Additionally, completing the Inter-American Diploma Course: The Human Right to Privacy and Protection of Personal Data and the Diploma in Internet Governance has provided me with a truly interesting mix of knowledge. From understanding how actors in the ecosystem create policies, one transitions to things that are in the legal domain, such as data protection and the interaction between individuals, companies, and governments. The diploma in Montevideo offers the opportunity to engage with top-level experts who are examining topics such as AI, telecommunications infrastructure, Internet blackouts, and others. All of this feels like a good conclusion because when you look back on the experience you realize that the process begins with small steps towards increasingly complex issues, with key individuals and establishing connections that are incredibly valuable to make a difference in the region.

What additional value were you able to bring to your research and topic after completing the program?

The integration of both pathways ended up being very useful to apply for another program, Open Internet for Democracy Leaders. My project has also allowed me to increase my presence in spaces for discussing how to strengthen democracy in Colombia via the Internet, as well as how to strengthen the private sector’s participation.

Particularly, the Policy Shapers Program allowed me to further the work I had been doing and this came hand in hand with working with others. Last year, I was lucky enough to work on multiple Internet Governance related events in the region and elsewhere. Perhaps one of the most interesting aspects was precisely the opportunity to strengthen ties with colleagues working on similar issues. This allowed me to get to know other perspectives, not only in Latin America and the Caribbean but also in Africa, Central Asia, and Southeast Asia. Naturally, my research focused on the issue of Internet fragmentation. For instance, I had the opportunity to participate in the RightsCon conference organized by AccessNow, and the Policy Network on Internet Fragmentation (PNIF) on Internet Governance.

What knowledge and professional tools have you gained from your experience with Policy Shapers?

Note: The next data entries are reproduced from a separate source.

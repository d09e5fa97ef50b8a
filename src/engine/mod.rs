//! # Engine Abstraction and Lifecycle Protocol
//!
//! [`Engine`] is the contract every container engine backend implements to
//! realize a project's services and commands on the developer's machine.
//!
//! ## Guarantees every backend provides
//!
//! - All containers started for a project share one isolated network in which
//!   services and commands resolve each other by name.
//! - Containers also join the networks of every project in the project's
//!   `links`, so linked projects reach each other by name in both directions.
//! - The host bridge hostname and every extra hostname from
//!   [`EngineConfig`](crate::config::EngineConfig) resolve to the host machine
//!   from inside every container.
//! - Starting a running service and stopping a stopped one are idempotent and
//!   report terminal success.
//! - Path operations only ever touch paths inside the project root. The check
//!   lives in [`EnginePaths`], implemented for every engine; backends only
//!   supply the mechanics through [`Engine::remove_contained`] /
//!   [`Engine::copy_into_contained`], which take a [`ContainedPath`].
//!
//! ## Error split
//!
//! Queries answer "unknown" with an absent value ([`Engine::address_for`]
//! returns `None` for a stopped service) while actions that cannot proceed
//! fail with a typed [`EngineError`]. Multi-target operations never fail as a
//! whole once started: each target's failure is carried by its terminal
//! [`StartStopResultStep`].

pub mod loader;
mod locks;
pub mod memory;
pub mod naming;
mod state;

pub use loader::{available_engines, load_engine};
pub use locks::TransitionLocks;
pub use memory::MemoryEngine;
pub use state::ServiceState;

use crate::config::{Platform, SystemConfig};
use crate::env;
use crate::path_guard::{self, ContainedPath};
use crate::project::{Command, CommandKind, Project, ProjectError, Service};
use crate::results::{MultiResultQueue, StartStopResultStep};
use async_trait::async_trait;
use std::collections::BTreeMap;
use std::path::{Path, PathBuf};

/// Engine errors.
#[derive(Debug, thiserror::Error)]
pub enum EngineError {
    /// A service or command name does not exist in the project
    #[error("{kind} '{name}' not found in project '{project}'")]
    NotFound {
        kind: &'static str,
        name: String,
        project: String,
    },

    /// The operation needs a running service container
    #[error("Service '{service}' of project '{project}' is not running")]
    ServiceNotRunning { service: String, project: String },

    /// A path operation targets something outside the project
    #[error("Permission denied: {0}")]
    Permission(String),

    /// Copy destination already exists
    #[error("Destination already exists: {}", .0.display())]
    DestinationExists(PathBuf),

    /// The backend failed for reasons outside this taxonomy
    #[error("Backend error: {0}")]
    Backend(String),

    /// Invalid configuration or project description
    #[error("Configuration error: {0}")]
    Config(String),

    /// No engine registered under this name
    #[error("Unknown engine '{0}'")]
    UnknownEngine(String),

    /// IO error
    #[error("IO error: {0}")]
    Io(#[from] std::io::Error),

    /// Docker/Podman API error
    #[cfg(feature = "docker")]
    #[error("Container API error: {0}")]
    Api(#[from] bollard::errors::Error),
}

impl EngineError {
    pub fn service_not_found(project: &Project, name: &str) -> Self {
        EngineError::NotFound {
            kind: "Service",
            name: name.to_string(),
            project: project.name.clone(),
        }
    }

    pub fn command_not_found(project: &Project, name: &str) -> Self {
        EngineError::NotFound {
            kind: "Command",
            name: name.to_string(),
            project: project.name.clone(),
        }
    }

    pub fn not_running(project: &Project, service: &str) -> Self {
        EngineError::ServiceNotRunning {
            service: service.to_string(),
            project: project.name.clone(),
        }
    }

    /// Whether this is a failure of the underlying engine rather than of the
    /// request.
    pub fn is_backend(&self) -> bool {
        #[cfg(feature = "docker")]
        if matches!(self, EngineError::Api(_)) {
            return true;
        }
        matches!(self, EngineError::Backend(_) | EngineError::Io(_))
    }
}

impl From<ProjectError> for EngineError {
    fn from(e: ProjectError) -> Self {
        EngineError::Config(e.to_string())
    }
}

/// Result type for engine operations.
pub type Result<T> = std::result::Result<T, EngineError>;

/// Callback receiving pull progress text. Calls never imply a line break.
pub type UpdateFn<'a> = &'a (dyn Fn(&str) + Send + Sync);

/// Look up a service or fail with [`EngineError::NotFound`].
pub fn require_service<'p>(project: &'p Project, name: &str) -> Result<&'p Service> {
    project
        .service(name)
        .ok_or_else(|| EngineError::service_not_found(project, name))
}

/// Look up every named service, failing on the first unknown name.
pub fn require_services(project: &Project, names: &[String]) -> Result<()> {
    for name in names {
        require_service(project, name)?;
    }
    Ok(())
}

/// Look up a command runnable through [`Engine::cmd`]: it must exist and be a
/// normal command.
pub fn require_normal_command<'p>(project: &'p Project, name: &str) -> Result<&'p Command> {
    match project.command(name) {
        Some(command) if command.kind() == CommandKind::Normal => Ok(command),
        _ => Err(EngineError::command_not_found(project, name)),
    }
}

/// Handle of the runtime the start/stop tasks are spawned on.
pub(crate) fn runtime_handle() -> Result<tokio::runtime::Handle> {
    tokio::runtime::Handle::try_current()
        .map_err(|e| EngineError::Backend(format!("no async runtime available: {e}")))
}

/// Platform defaults for performance switches set to `auto`.
///
/// Both switches are on where containers run in a VM (Mac, Windows) and off
/// elsewhere. Unknown keys are off.
pub fn default_performance_for_auto(key: &str, platform: Platform) -> bool {
    match key {
        env::performance::DONT_SYNC_NAMED_VOLUMES_WITH_HOST
        | env::performance::DONT_SYNC_UNIMPORTANT_SRC => {
            matches!(platform, Platform::Mac | Platform::Windows)
        }
        _ => false,
    }
}

/// Container engine backend.
///
/// `start_project` / `stop_project` return at once with a queue that is fed
/// by tasks on the current tokio runtime; they must be called from within a
/// runtime. Every blocking operation is `async` and only occupies the calling
/// task.
#[async_trait]
pub trait Engine: Send + Sync {
    /// Backend name as accepted by [`load_engine`].
    fn name(&self) -> &'static str;

    /// Start the named services.
    ///
    /// Fails with [`EngineError::NotFound`] before anything starts if a name is
    /// unknown. Otherwise the queue yields one terminal result per service.
    /// With `unimportant_paths_unsynced`, the unimportant paths of `src`
    /// services are mounted so container writes stay in the container.
    fn start_project(
        &self,
        project: &Project,
        services: &[String],
        unimportant_paths_unsynced: bool,
    ) -> Result<MultiResultQueue<StartStopResultStep>>;

    /// Stop the named services. Stopping a stopped service succeeds.
    fn stop_project(
        &self,
        project: &Project,
        services: &[String],
    ) -> Result<MultiResultQueue<StartStopResultStep>>;

    /// Running state of every declared service, as observed from the engine.
    async fn status(
        &self,
        project: &Project,
        system_config: &SystemConfig,
    ) -> Result<BTreeMap<String, bool>>;

    /// Running state of one service.
    async fn service_status(
        &self,
        project: &Project,
        service_name: &str,
        system_config: &SystemConfig,
    ) -> Result<bool>;

    /// Backend identifier of a service's container; stable and collision-free.
    fn container_name_for(&self, project: &Project, service_name: &str) -> String;

    /// Host and port under which a running service is reachable.
    ///
    /// `None` when the service is not running or exposes no port.
    async fn address_for(
        &self,
        project: &Project,
        service_name: &str,
    ) -> Result<Option<(String, u16)>>;

    /// Run a normal command attached to the caller's standard streams and
    /// return its exit code.
    async fn cmd(
        &self,
        project: &Project,
        command_name: &str,
        arguments: &[String],
        unimportant_paths_unsynced: bool,
    ) -> Result<i64>;

    /// Run a command inside a running service's container, attached to the
    /// caller's standard streams. Accepts normal and in-service commands.
    async fn cmd_in_service(
        &self,
        project: &Project,
        command_name: &str,
        service_name: &str,
        arguments: &[String],
    ) -> Result<i64>;

    /// Run a service in the foreground until its container exits, with the
    /// overrides of [`Service::foreground_variant`].
    async fn service_fg(
        &self,
        project: &Project,
        service_name: &str,
        arguments: &[String],
        unimportant_paths_unsynced: bool,
    ) -> Result<()>;

    /// Run an ad-hoc command without attached streams and without the source
    /// mount; return the exit code and the combined output.
    async fn cmd_detached(
        &self,
        project: &Project,
        command: &Command,
        run_as_root: bool,
    ) -> Result<(i64, String)>;

    /// Open an interactive shell in a running service.
    async fn exec(
        &self,
        project: &Project,
        service_name: &str,
        cols: Option<u16>,
        lines: Option<u16>,
        root: bool,
    ) -> Result<()>;

    /// Run one command string through a shell in a running service.
    async fn exec_custom(
        &self,
        project: &Project,
        service_name: &str,
        command: &str,
        cols: Option<u16>,
        lines: Option<u16>,
        root: bool,
    ) -> Result<()>;

    /// Fetch the latest version of every image the project references.
    ///
    /// Missing images are reported through `update_func` as a warning and do
    /// not fail the call. `line_reset` redraws the current line.
    async fn pull_images(
        &self,
        project: &Project,
        line_reset: &str,
        update_func: UpdateFn<'_>,
    ) -> Result<()>;

    /// Removal mechanics behind [`EnginePaths::path_rm`].
    async fn remove_contained(&self, path: &ContainedPath) -> Result<()> {
        path_guard::remove(path)
    }

    /// Copy mechanics behind [`EnginePaths::path_copy`].
    async fn copy_into_contained(&self, from: &Path, to: &ContainedPath) -> Result<()> {
        path_guard::copy(from, to)
    }

    /// Whether the performance switch `key` defaults to on for `platform`.
    fn performance_value_for_auto(&self, key: &str, platform: Platform) -> bool;
}

/// Path operations confined to a project root.
///
/// Implemented once for every [`Engine`], including `dyn Engine`. The
/// containment check runs before the backend's mechanics are reached.
#[async_trait]
pub trait EnginePaths {
    /// Delete a file or directory tree inside the project.
    ///
    /// Fails with [`EngineError::Permission`] for paths outside the project.
    /// Succeeds if nothing exists at `path` afterwards.
    async fn path_rm(&self, path: &Path, project: &Project) -> Result<()>;

    /// Copy a file or directory tree to `to` inside the project. `to` must not
    /// exist.
    async fn path_copy(&self, from: &Path, to: &Path, project: &Project) -> Result<()>;
}

#[async_trait]
impl<E: Engine + ?Sized> EnginePaths for E {
    async fn path_rm(&self, path: &Path, project: &Project) -> Result<()> {
        let contained = path_guard::contain(path, project)?;
        self.remove_contained(&contained).await
    }

    async fn path_copy(&self, from: &Path, to: &Path, project: &Project) -> Result<()> {
        let contained = path_guard::contain(to, project)?;
        self.copy_into_contained(from, &contained).await
    }
}

#[cfg(test)]
mod tests {
    use super::*;
    use crate::project::Role;

    fn project() -> Project {
        Project::new("p", "/p")
            .with_service("web", Service::new("nginx"))
            .with_command("npm", Command::new("node", "npm"))
            .with_command("console", Command::in_service(Role::Main, "console"))
    }

    #[test]
    fn test_require_service() {
        let project = project();
        assert!(require_service(&project, "web").is_ok());
        let err = require_service(&project, "db").unwrap_err();
        assert!(matches!(err, EngineError::NotFound { kind: "Service", .. }));
        assert_eq!(err.to_string(), "Service 'db' not found in project 'p'");
    }

    #[test]
    fn test_require_services_stops_at_unknown() {
        let project = project();
        assert!(require_services(&project, &["web".to_string()]).is_ok());
        assert!(require_services(&project, &["web".to_string(), "x".to_string()]).is_err());
    }

    #[test]
    fn test_require_normal_command() {
        let project = project();
        assert!(require_normal_command(&project, "npm").is_ok());
        assert!(matches!(
            require_normal_command(&project, "console"),
            Err(EngineError::NotFound { kind: "Command", .. })
        ));
        assert!(require_normal_command(&project, "missing").is_err());
    }

    #[test]
    fn test_performance_defaults() {
        let key = env::performance::DONT_SYNC_UNIMPORTANT_SRC;
        assert!(default_performance_for_auto(key, Platform::Mac));
        assert!(default_performance_for_auto(key, Platform::Windows));
        assert!(!default_performance_for_auto(key, Platform::Linux));
        assert!(!default_performance_for_auto(key, Platform::Unknown));
        assert!(!default_performance_for_auto("made_up_key", Platform::Mac));
    }

    #[test]
    fn test_error_classification() {
        assert!(EngineError::Backend("daemon down".to_string()).is_backend());
        assert!(!EngineError::Permission("x".to_string()).is_backend());
        assert!(!EngineError::not_running(&project(), "web").is_backend());
    }
}
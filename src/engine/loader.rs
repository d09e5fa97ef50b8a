//! Engine backend selection by name.

use super::{Engine, EngineError, MemoryEngine, Result};
use crate::config::EngineConfig;
use std::sync::Arc;
use tracing::debug;

/// Names accepted by [`load_engine`] in this build.
pub fn available_engines() -> &'static [&'static str] {
    #[cfg(feature = "docker")]
    {
        &["docker", "memory"]
    }
    #[cfg(not(feature = "docker"))]
    {
        &["memory"]
    }
}

/// Instantiate the engine backend registered under `name`.
///
/// Connecting to a daemon is lazy for the Docker backend; an unreachable
/// daemon surfaces on the first operation, not here.
pub fn load_engine(name: &str, config: &EngineConfig) -> Result<Arc<dyn Engine>> {
    debug!("Loading engine backend '{}'", name);
    match name {
        #[cfg(feature = "docker")]
        "docker" => Ok(Arc::new(crate::docker::DockerEngine::new(config.clone()))),
        "memory" => Ok(Arc::new(MemoryEngine::with_config(config.clone()))),
        other => Err(EngineError::UnknownEngine(other.to_string())),
    }
}
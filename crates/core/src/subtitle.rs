// Advanced SubStation Alpha export of a document's text tracks.

use std::fmt::Write as _;

use crate::document::Document;
use crate::material::{MaterialPayload, TextMaterial, TextStyle};
use crate::track::{Track, TrackKind};

#[derive(Debug, Clone, Default, PartialEq)]
pub struct AssOptions {
    /// Script resolution; the document canvas when unset.
    pub play_res_x: Option<u32>,
    pub play_res_y: Option<u32>,
}

const STYLE_FORMAT: &str = "Format: Name, Fontname, Fontsize, PrimaryColour, SecondaryColour, \
OutlineColour, BackColour, Bold, Italic, Underline, StrikeOut, ScaleX, ScaleY, Spacing, Angle, \
BorderStyle, Outline, Shadow, Alignment, MarginL, MarginR, MarginV, Encoding";

const EVENT_FORMAT: &str =
    "Format: Layer, Start, End, Style, Name, MarginL, MarginR, MarginV, Effect, Text";

/// Render every text track as one ASS script: a style per track and a
/// `Dialogue` line per segment.
pub fn export_ass(document: &Document, options: &AssOptions) -> String {
    let width = options.play_res_x.unwrap_or(document.canvas.width);
    let height = options.play_res_y.unwrap_or(document.canvas.height);

    let mut out = String::new();
    out.push_str("[Script Info]\n");
    out.push_str("ScriptType: v4.00+\n");
    let _ = writeln!(out, "PlayResX: {width}");
    let _ = writeln!(out, "PlayResY: {height}");
    out.push_str("WrapStyle: 0\n");
    out.push_str("ScaledBorderAndShadow: yes\n\n");

    let tracks: Vec<&Track> = document.tracks_of(TrackKind::Text).collect();

    out.push_str("[V4+ Styles]\n");
    out.push_str(STYLE_FORMAT);
    out.push('\n');
    for track in &tracks {
        let (font, style) = first_text(document, track)
            .map(|text| (text.font.as_str(), text.style.clone()))
            .unwrap_or(("", TextStyle::default()));
        let _ = writeln!(out, "{}", style_line(&style_name(track), font, &style));
    }
    out.push('\n');

    out.push_str("[Events]\n");
    out.push_str(EVENT_FORMAT);
    out.push('\n');
    for track in &tracks {
        let name = style_name(track);
        for segment in &track.segments {
            let Some(text) = text_material(document, &segment.material_id) else {
                continue;
            };
            let position = segment
                .clip
                .map(|clip| {
                    let x = (clip.transform.x + 1.0) / 2.0 * f64::from(width);
                    let y = (1.0 - clip.transform.y) / 2.0 * f64::from(height);
                    format!("{{\\pos({},{})}}", x.round() as i64, y.round() as i64)
                })
                .unwrap_or_default();
            let _ = writeln!(
                out,
                "Dialogue: {},{},{},{},,0,0,0,,{}{}",
                track.relative_index,
                format_ass_time(segment.target_range.start),
                format_ass_time(segment.target_range.end()),
                name,
                position,
                escape(&plain_text(&text.content)),
            );
        }
    }
    out
}

/// `h:mm:ss.cc`, truncated to centiseconds.
pub fn format_ass_time(us: u64) -> String {
    let cs = us / 10_000;
    format!("{}:{:02}:{:02}.{:02}", cs / 360_000, (cs / 6_000) % 60, (cs / 100) % 60, cs % 100)
}

fn style_line(name: &str, font: &str, style: &TextStyle) -> String {
    let alpha = ((1.0 - style.alpha.clamp(0.0, 1.0)) * 255.0).round() as u8;
    let [r, g, b] = style.color.map(|channel| (channel.clamp(0.0, 1.0) * 255.0).round() as u8);
    let flag = |on: bool| if on { -1 } else { 0 };
    // Bottom row alignments: 1 left, 2 center, 3 right.
    let alignment = match style.align {
        0 => 1,
        2 => 3,
        _ => 2,
    };
    format!(
        "Style: {name},{font},{size},&H{alpha:02X}{b:02X}{g:02X}{r:02X},&H000000FF,&H00000000,\
&H00000000,{bold},{italic},{underline},0,100,100,{spacing},0,1,2,0,{alignment},10,10,10,1",
        size = style.size,
        bold = flag(style.bold),
        italic = flag(style.italic),
        underline = flag(style.underline),
        spacing = style.letter_spacing,
    )
}

fn style_name(track: &Track) -> String {
    let name: String = track.name.chars().filter(|c| *c != ',').collect();
    if name.is_empty() {
        "Default".to_string()
    } else {
        name
    }
}

fn first_text<'a>(document: &'a Document, track: &Track) -> Option<&'a TextMaterial> {
    track.segments.iter().find_map(|segment| text_material(document, &segment.material_id))
}

fn text_material<'a>(document: &'a Document, id: &str) -> Option<&'a TextMaterial> {
    match &document.materials.get(id).ok()?.payload {
        MaterialPayload::TextStyle(text) => Some(text),
        _ => None,
    }
}

/// Text materials store either plain text or `{"text": ..}` JSON.
fn plain_text(content: &str) -> String {
    serde_json::from_str::<serde_json::Value>(content)
        .ok()
        .and_then(|value| value.get("text").and_then(|text| text.as_str()).map(String::from))
        .unwrap_or_else(|| content.to_string())
}

fn escape(text: &str) -> String {
    text.replace('\\', "\\\\")
        .replace('{', "\\{")
        .replace('}', "\\}")
        .replace("\r\n", "\\N")
        .replace('\n', "\\N")
}
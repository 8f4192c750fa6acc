// cutdraft-core: draft document model, assembly, and template reconciliation.

pub mod assembler;
pub mod catalog;
pub mod document;
pub mod error;
pub mod manager;
pub mod material;
pub mod meta;
pub mod reconcile;
pub mod request;
pub mod segment;
pub mod source;
pub mod subtitle;
pub mod text;
pub mod time;
pub mod track;

pub use error::DraftError;
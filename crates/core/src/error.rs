// Error kinds shared by every stage of draft assembly and reconciliation.

use thiserror::Error;
use uuid::Uuid;

use crate::catalog::AssetCategory;
use crate::time::TimeRange;
use crate::track::TrackKind;

#[derive(Debug, Clone, Error, PartialEq)]
pub enum DraftError {
    #[error("invalid time format: `{0}`")]
    InvalidTimeFormat(String),

    #[error("material `{0}` not found")]
    MaterialNotFound(String),

    #[error("material id `{0}` already exists")]
    DuplicateMaterial(String),

    #[error("{kind} track `{name}` not found")]
    TrackNotFound { kind: TrackKind, name: String },

    #[error("segment {requested} overlaps existing segment {existing}")]
    OverlappingSegment { requested: TimeRange, existing: TimeRange },

    #[error("no free slot of {duration}us before the {ceiling}us placement ceiling")]
    PlacementExhausted { duration: u64, ceiling: u64 },

    #[error("unknown {category} asset `{name}`")]
    UnknownAssetName { category: AssetCategory, name: String },

    #[error("source `{source_ref}` could not be resolved: {reason}")]
    UnresolvedSource { source_ref: String, reason: String },

    #[error("schema merge failed: {0}")]
    SchemaMergeFailure(String),

    #[error("draft {0} not found")]
    DraftNotFound(Uuid),

    #[error("draft {draft} has no item {item}")]
    ItemNotFound { draft: Uuid, item: String },

    #[error("draft {0} has not been assembled")]
    NotAssembled(Uuid),
}

impl DraftError {
    /// Errors that only invalidate the item being assembled, never the
    /// whole request.
    pub fn is_item_level(&self) -> bool {
        matches!(
            self,
            Self::OverlappingSegment { .. }
                | Self::PlacementExhausted { .. }
                | Self::UnresolvedSource { .. }
                | Self::UnknownAssetName { .. }
        )
    }
}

The possibility of participating in LACNIC meetings and events is extremely valuable, as it allows us to strengthen our contact network. Many people are doing very interesting things across the region. However, sometimes it’s easy to stay focused on one’s own country and forget that the discussions surrounding the Internet are global. The challenges we face in Colombia are very similar to those faced in Panama, Ecuador, Mexico, Argentina, or Chile. Interacting with peers from other countries highlights opportunities for collaboration and cooperation. It also allows other people like me direct access to important representatives of the ecosystem to address any questions or concerns we may have.

Likewise, two interesting things that resulted from this journey with LACNIC and those connections are that I am now part of the board of the Internet Society “Youth Standing Group” and that, along with several colleagues who also participated in the program, I am part of the “Youth LACIGF” organizing committee. This shows that the programs serve as an incubator for connections and a catalyst for synergies.

How would you encourage other candidates to follow the path provided by LACNIC’s programs?

I believe we have the chance to reclaim a central position when discussing digital issues. In this sense, Africa and Asia are becoming increasingly important and Latin America is lagging. Despite the many millions of people in our region, I feel that the major conversations are moving elsewhere. We must somehow reclaim center stage; people must know what topics we are discussing, thinking about, and researching. And what better way to bring visibility than by writing and researching through programs such as those offered by LACNIC? We need to show why our projects are so important not only for the region but also for the world. Ultimately, it is clear that, through our projects, we are empowering the digital ecosystem of Latin America and the Caribbean.